Les auteurs de l’étude publiée dans le NEJM, dans la lignée des travaux réalisés sur la cohorte Dian composée de patients pré-symptomatiques souffrant d’une maladie d’Alzheimer d’origine génétique, ont souhaité étudier l’évolution des biomarqueurs du moment où le sujet est cognitivement sain jusqu’à l’apparition de la démence, cette fois sur des cas d’Alzheimer sporadique. Ils se sont ainsi appuyés sur la cohorte nationale China Cognition and Aging Study, comptant 52 388 individus suivis de janvier 2000 à décembre 2020. Un sous-groupe de 32 061 individus éligibles, entre 45 et 65 ans et sans déclin cognitif ni prédisposition à la MA, a réalisé tous les 2 ou 3 ans un dosage du liquide cérébrospinal et sanguin, une IRM, ainsi que des tests d’évaluation cognitive. À l’issue du suivi, 695 individus avaient été diagnostiqués pour une MA et 1 094 étaient cognitivement sains. Les chercheurs ont ainsi pu appareiller 648 individus souffrant d’une MA avec 648 patients sains.

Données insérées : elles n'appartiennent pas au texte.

//! Admin catalog management: products and their images.

use axum::{
    Json, Router,
    extract::{DefaultBodyLimit, Multipart, Path, State},
    http::StatusCode,
    routing::{delete, post, put},
};
use serde::{Deserialize, Serialize};
use tracing::{info, instrument, warn};

use befit_core::{CategoryId, ProductBulkAction, ProductId, ProductImageId};

use crate::db::{CategoryRepository, ProductRepository, RepositoryError};
use crate::error::AppError;
use crate::middleware::RequireAdmin;
use crate::models::{Product, ProductImage, ProductInput, ProductUpdate};
use crate::routes::form::{MultipartForm, UPLOAD_BODY_LIMIT};
use crate::state::AppState;
use crate::storage::{ImageOwner, validate_image};
use crate::validation::{ValidationError, validate_product};

pub fn router() -> Router<AppState> {
    Router::new()
        .route("/products", post(create_product))
        .route("/products/bulk-action", post(bulk_action))
        .route("/products/{id}", put(update_product).delete(delete_product))
        .route(
            "/products/{id}/images",
            post(upload_image).layer(DefaultBodyLimit::max(UPLOAD_BODY_LIMIT)),
        )
        .route("/products/{id}/images/{image_id}", delete(delete_image))
}

#[derive(Debug, Deserialize)]
pub struct BulkActionRequest {
    pub product_ids: Vec<ProductId>,
    pub action: ProductBulkAction,
}

#[derive(Debug, Serialize)]
pub struct BulkFailure {
    pub product_id: ProductId,
    pub detail: String,
}

#[derive(Debug, Default, Serialize)]
pub struct BulkActionResponse {
    pub success: usize,
    pub failed: usize,
    pub errors: Vec<BulkFailure>,
}

#[instrument(skip(state, body), fields(name = %body.name))]
pub async fn create_product(
    State(state): State<AppState>,
    _admin: RequireAdmin,
    Json(body): Json<ProductInput>,
) -> Result<(StatusCode, Json<Product>), AppError> {
    validate_product(&body)?;
    check_category(&state, body.category_id).await?;

    let product = ProductRepository::new(state.pool()).create(&body).await?;
    info!(product_id = %product.id, "Product created");
    Ok((StatusCode::CREATED, Json(product)))
}

/// Partial update; absent fields keep their value.
#[instrument(skip(state, body))]
pub async fn update_product(
    State(state): State<AppState>,
    _admin: RequireAdmin,
    Path(id): Path<ProductId>,
    Json(body): Json<ProductUpdate>,
) -> Result<Json<Product>, AppError> {
    let repo = ProductRepository::new(state.pool());
    let current = repo.get(id).await?.ok_or_else(|| product_not_found(id))?;

    let input = body.apply_to(&current);
    validate_product(&input)?;
    check_category(&state, input.category_id).await?;

    let product = repo
        .update(id, &input)
        .await
        .map_err(|e| product_error(id, e))?;
    Ok(Json(product))
}

/// Delete a product. Products that appear in orders are refused with 409.
#[instrument(skip(state))]
pub async fn delete_product(
    State(state): State<AppState>,
    _admin: RequireAdmin,
    Path(id): Path<ProductId>,
) -> Result<StatusCode, AppError> {
    remove_product(&state, id).await?;
    info!(product_id = %id, "Product deleted");
    Ok(StatusCode::NO_CONTENT)
}

/// Apply one action to many products. Failures are reported per product and do
/// not stop the batch.
#[instrument(skip(state, body), fields(action = %body.action, count = body.product_ids.len()))]
pub async fn bulk_action(
    State(state): State<AppState>,
    _admin: RequireAdmin,
    Json(body): Json<BulkActionRequest>,
) -> Result<Json<BulkActionResponse>, AppError> {
    if body.product_ids.is_empty() {
        return Err(ValidationError::new("product_ids", "must not be empty").into());
    }

    let repo = ProductRepository::new(state.pool());
    let mut response = BulkActionResponse::default();
    for id in body.product_ids {
        let result = match body.action {
            ProductBulkAction::Activate => repo
                .set_active(id, true)
                .await
                .map_err(|e| product_error(id, e)),
            ProductBulkAction::Deactivate => repo
                .set_active(id, false)
                .await
                .map_err(|e| product_error(id, e)),
            ProductBulkAction::Delete => remove_product(&state, id).await,
        };
        match result {
            Ok(()) => response.success += 1,
            Err(e) => {
                warn!(product_id = %id, error = %e, "Bulk action failed for product");
                response.failed += 1;
                response.errors.push(BulkFailure {
                    product_id: id,
                    detail: e.to_string(),
                });
            }
        }
    }

    info!(success = response.success, failed = response.failed, "Bulk action finished");
    Ok(Json(response))
}

/// Multipart fields: `image` (file), `is_primary`, `display_order`.
#[instrument(skip(state, multipart))]
pub async fn upload_image(
    State(state): State<AppState>,
    _admin: RequireAdmin,
    Path(id): Path<ProductId>,
    multipart: Multipart,
) -> Result<(StatusCode, Json<ProductImage>), AppError> {
    let mut form = MultipartForm::read(multipart).await?;
    let bytes = form
        .take_file("image")
        .ok_or_else(|| ValidationError::new("image", "field required"))?;
    validate_image(&bytes)?;
    let is_primary = form.flag("is_primary");
    let display_order = form
        .text("display_order")
        .map(str::parse::<i32>)
        .transpose()
        .map_err(|_| ValidationError::new("display_order", "must be an integer"))?
        .unwrap_or(0);

    let repo = ProductRepository::new(state.pool());
    if repo.get(id).await?.is_none() {
        return Err(product_not_found(id));
    }

    let url = state
        .storage()
        .upload_image(ImageOwner::Product(id), bytes)
        .await?;
    let image = match repo.add_image(id, &url, is_primary, display_order).await {
        Ok(image) => image,
        Err(e) => {
            state.storage().delete_by_url(&url).await;
            return Err(product_error(id, e));
        }
    };

    info!(product_id = %id, image_id = %image.id, "Product image added");
    Ok((StatusCode::CREATED, Json(image)))
}

#[instrument(skip(state))]
pub async fn delete_image(
    State(state): State<AppState>,
    _admin: RequireAdmin,
    Path((id, image_id)): Path<(ProductId, ProductImageId)>,
) -> Result<StatusCode, AppError> {
    let path = ProductRepository::new(state.pool())
        .delete_image(id, image_id)
        .await
        .map_err(|e| match e {
            RepositoryError::NotFound => AppError::NotFound("Image not found".to_string()),
            other => AppError::Database(other),
        })?;
    state.storage().delete_by_url(&path).await;
    Ok(StatusCode::NO_CONTENT)
}

async fn remove_product(state: &AppState, id: ProductId) -> Result<(), AppError> {
    let paths = ProductRepository::new(state.pool())
        .delete(id)
        .await
        .map_err(|e| product_error(id, e))?;
    for path in paths {
        state.storage().delete_by_url(&path).await;
    }
    Ok(())
}

async fn check_category(state: &AppState, id: Option<CategoryId>) -> Result<(), AppError> {
    match id {
        Some(id) if !CategoryRepository::new(state.pool()).exists(id).await? => Err(
            AppError::NotFound(format!("Category with ID {id} not found")),
        ),
        _ => Ok(()),
    }
}

fn product_not_found(id: ProductId) -> AppError {
    AppError::NotFound(format!("Product with ID {id} not found"))
}

fn product_error(id: ProductId, err: RepositoryError) -> AppError {
    match err {
        RepositoryError::NotFound => product_not_found(id),
        other => AppError::Database(other),
    }
}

Des biomarqueurs qui se révèlent petit à petit
À l’inclusion, les taux de biomarqueurs du LCR, les volumes hippocampiques et les scores cognitifs étaient similaires dans les deux groupes. Les scientifiques ont ainsi pu objectiver l’apparition progressive de certains biomarqueurs à X années du diagnostic. Ainsi, en comparaison avec les cas contrôles, la concentration du peptide Aβ-42 commence à baisser significativement dans le liquide céphalo-rachidien 18 ans avant le diagnostic, un ratio anormal Aβ-42/Aβ-40 est retrouvé à14 ans, la tau phosphorylée 181 est augmentée dès 11 ans, la tau totale, l’est à 10 ans et le taux de NFL l’est à 9 ans. Le volume hippocampique diminue bilatéralement à 8 ans (combiné à l’atrophie liée à l’âge) et le déclin cognitif s’observe dès 6 ans avant le diagnostic. Enfin, les individus ayant déclaré une MA étaient plus fréquemment porteurs d’un allèle ApoE ε4 (37,2 versus 20,4 %).

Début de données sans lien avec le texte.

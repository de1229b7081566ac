//! Stripe webhook signature handling.

use axum::body::Body;
use axum::http::{Request, StatusCode, header};
use befit_integration_tests::{WEBHOOK_SECRET, json_body, send};
use hmac::{Hmac, Mac};
use sha2::Sha256;

const WEBHOOK_URI: &str = "/api/v1/payments/stripe/webhook";

fn signature_header(payload: &str, timestamp: i64) -> String {
    let mut mac = Hmac::<Sha256>::new_from_slice(WEBHOOK_SECRET.as_bytes()).expect("key");
    mac.update(format!("{timestamp}.{payload}").as_bytes());
    format!("t={timestamp},v1={}", hex::encode(mac.finalize().into_bytes()))
}

fn webhook(payload: &'static str, signature: Option<String>) -> Request<Body> {
    let mut builder = Request::post(WEBHOOK_URI).header(header::CONTENT_TYPE, "application/json");
    if let Some(signature) = signature {
        builder = builder.header("stripe-signature", signature);
    }
    builder.body(Body::from(payload)).expect("request")
}

fn now() -> i64 {
    std::time::SystemTime::now()
        .duration_since(std::time::UNIX_EPOCH)
        .map(|d| i64::try_from(d.as_secs()).unwrap_or(i64::MAX))
        .unwrap_or_default()
}

const IGNORED_EVENT: &str =
    r#"{"id":"evt_1","type":"customer.created","data":{"object":{"id":"cus_1"}}}"#;

#[tokio::test]
async fn test_missing_signature_is_rejected() {
    let response = send(webhook(IGNORED_EVENT, None)).await;
    assert_eq!(response.status(), StatusCode::BAD_REQUEST);
}

#[tokio::test]
async fn test_wrong_signature_is_rejected() {
    let forged = format!("t={},v1={}", now(), "00".repeat(32));
    let response = send(webhook(IGNORED_EVENT, Some(forged))).await;
    assert_eq!(response.status(), StatusCode::BAD_REQUEST);
}

#[tokio::test]
async fn test_stale_signature_is_rejected() {
    let stale = signature_header(IGNORED_EVENT, now() - 3600);
    let response = send(webhook(IGNORED_EVENT, Some(stale))).await;
    assert_eq!(response.status(), StatusCode::BAD_REQUEST);
}

#[tokio::test]
async fn test_signed_unhandled_event_is_acknowledged() {
    let signature = signature_header(IGNORED_EVENT, now());
    let (status, body) = json_body(send(webhook(IGNORED_EVENT, Some(signature))).await).await;
    assert_eq!(status, StatusCode::OK);
    assert_eq!(body["received"], true);
}

#[tokio::test]
async fn test_signed_garbage_payload_is_bad_request() {
    const GARBAGE: &str = "not json";
    let signature = signature_header(GARBAGE, now());
    let (status, body) = json_body(send(webhook(GARBAGE, Some(signature))).await).await;
    assert_eq!(status, StatusCode::BAD_REQUEST);
    assert!(
        body["detail"]
            .as_str()
            .is_some_and(|d| d.starts_with("Invalid webhook payload"))
    );
}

Des résultats intéressants pour la physiopathologie, pas tant pour la clinique
Cette étude suggère que bien avant l’apparition de symptômes cognitifs, des éléments paracliniques peuvent annoncer la MA. Ces résultats pourraient-ils servir à la pratique clinique pour des diagnostics précoces ou des diagnostics de prédisposition à la maladie ?
Actuellement, en France, le dosage des biomarqueurs n’est utilisé que pour confirmer ou infirmer un diagnostic de maladie d’Alzheimer en présence de symptômes. « Le dosage chez des patients cognitivement sains n’est pas réalisé en France. La question du diagnostic préclinique grâce aux biomarqueurs fait actuellement débat au sein de la communauté internationale, mais des cohortes prospectives de sujets âgés cognitivement sains avec présence de plaques amyloïdes ont montré que plus de 80 % des individus restent cliniquement parfaitement stables après 5 ans de suivi », explique le Dr Vincent Planche, neurologue et responsable du centre mémoire de ressources et de recherche du CHU de Bordeaux.
De plus « À 80 ans, environ 30 % des sujets cognitivement sains sont amyloïde-positifs à l’analyse du LCR ou sur une TEP-amyloïde. Faut-il annoncer une maladie d’Alzheimer à tous ces gens qui ne développeront jamais de symptômes ? Je ne pense pas ». Enfin, il faut rappeler que le prélèvement de liquide céphalo-rachidien est un geste invasif. Pour ces raisons, il semble compliqué aux yeux du Dr Planche de tester les patients sans signe cognitif, d’autant qu’actuellement, aucun traitement ni stratégie préventive spécifique n’existent pour cette population.